___ Supplied records
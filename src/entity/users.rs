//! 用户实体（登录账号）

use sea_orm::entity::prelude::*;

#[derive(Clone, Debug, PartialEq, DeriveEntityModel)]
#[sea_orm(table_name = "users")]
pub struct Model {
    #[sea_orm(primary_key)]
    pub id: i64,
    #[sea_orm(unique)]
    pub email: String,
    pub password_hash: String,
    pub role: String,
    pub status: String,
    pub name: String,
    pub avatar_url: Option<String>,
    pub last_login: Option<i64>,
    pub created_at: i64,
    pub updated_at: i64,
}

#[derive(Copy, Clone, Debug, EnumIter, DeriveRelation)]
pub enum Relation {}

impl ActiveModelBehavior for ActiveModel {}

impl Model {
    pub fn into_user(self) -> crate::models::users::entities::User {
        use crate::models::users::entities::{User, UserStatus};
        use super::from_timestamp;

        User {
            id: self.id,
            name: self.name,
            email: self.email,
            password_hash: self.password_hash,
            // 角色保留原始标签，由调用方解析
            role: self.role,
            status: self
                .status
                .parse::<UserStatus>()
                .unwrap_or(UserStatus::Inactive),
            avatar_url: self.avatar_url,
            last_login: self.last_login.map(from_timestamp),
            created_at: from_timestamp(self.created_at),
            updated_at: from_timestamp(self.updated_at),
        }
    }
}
______
Required work — In full and word for word, write out the data above.

Task answer —
filename src/entity/users.rs
//! 用户实体（登录账号）

use sea_orm::entity::prelude::*;

#[derive(Clone, Debug, PartialEq, DeriveEntityModel)]
#[sea_orm(table_name = "users")]
pub struct Model {
    #[sea_orm(primary_key)]
    pub id: i64,
    #[sea_orm(unique)]
    pub email: String,
    pub password_hash: String,
    pub role: String,
    pub status: String,
    pub name: String,
    pub avatar_url: Option<String>,
    pub last_login: Option<i64>,
    pub created_at: i64,
    pub updated_at: i64,
}

#[derive(Copy, Clone, Debug, EnumIter, DeriveRelation)]
pub enum Relation {}

impl ActiveModelBehavior for ActiveModel {}

impl Model {
    pub fn into_user(self) -> crate::models::users::entities::User {
        use crate::models::users::entities::{User, UserStatus};
        use super::from_timestamp;

        User {
            id: self.id,
            name: self.name,
            email: self.email,
            password_hash: self.password_hash,
            // 角色保留原始标签，由调用方解析
            role: self.role,
            status: self
                .status
                .parse::<UserStatus>()
                .unwrap_or(UserStatus::Inactive),
            avatar_url: self.avatar_url,
            last_login: self.last_login.map(from_timestamp),
            created_at: from_timestamp(self.created_at),
            updated_at: from_timestamp(self.updated_at),
        }
    }
}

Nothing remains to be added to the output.